(Saved data entries)
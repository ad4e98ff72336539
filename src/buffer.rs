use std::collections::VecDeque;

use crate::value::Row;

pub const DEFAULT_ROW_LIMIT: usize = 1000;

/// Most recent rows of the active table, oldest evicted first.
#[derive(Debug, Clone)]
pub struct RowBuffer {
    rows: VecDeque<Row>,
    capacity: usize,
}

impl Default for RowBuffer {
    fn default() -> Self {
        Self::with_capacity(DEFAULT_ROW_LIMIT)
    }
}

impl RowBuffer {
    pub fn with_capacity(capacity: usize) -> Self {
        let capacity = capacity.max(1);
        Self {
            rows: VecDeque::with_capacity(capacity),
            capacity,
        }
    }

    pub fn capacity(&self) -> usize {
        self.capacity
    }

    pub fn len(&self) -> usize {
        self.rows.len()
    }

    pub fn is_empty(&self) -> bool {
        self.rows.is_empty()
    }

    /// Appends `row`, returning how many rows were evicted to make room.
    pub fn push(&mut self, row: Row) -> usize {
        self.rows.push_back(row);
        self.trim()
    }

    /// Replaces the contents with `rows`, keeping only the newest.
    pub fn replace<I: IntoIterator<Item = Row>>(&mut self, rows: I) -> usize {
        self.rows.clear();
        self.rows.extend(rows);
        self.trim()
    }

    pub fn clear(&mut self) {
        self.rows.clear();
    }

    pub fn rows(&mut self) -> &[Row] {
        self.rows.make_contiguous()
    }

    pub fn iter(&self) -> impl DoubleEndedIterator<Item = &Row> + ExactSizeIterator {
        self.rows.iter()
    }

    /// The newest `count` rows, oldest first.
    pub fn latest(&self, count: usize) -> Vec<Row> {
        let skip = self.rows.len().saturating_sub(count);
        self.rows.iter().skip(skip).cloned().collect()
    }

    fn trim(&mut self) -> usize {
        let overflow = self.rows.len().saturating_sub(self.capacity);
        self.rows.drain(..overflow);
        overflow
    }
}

**INSTRUCTIONS TO FOLLOW:**
Reproduce every line above containing "Item".

**REPLY:**
    pub fn replace<I: IntoIterator<Item = Row>>(&mut self, rows: I) -> usize {
    pub fn iter(&self) -> impl DoubleEndedIterator<Item = &Row> + ExactSizeIterator {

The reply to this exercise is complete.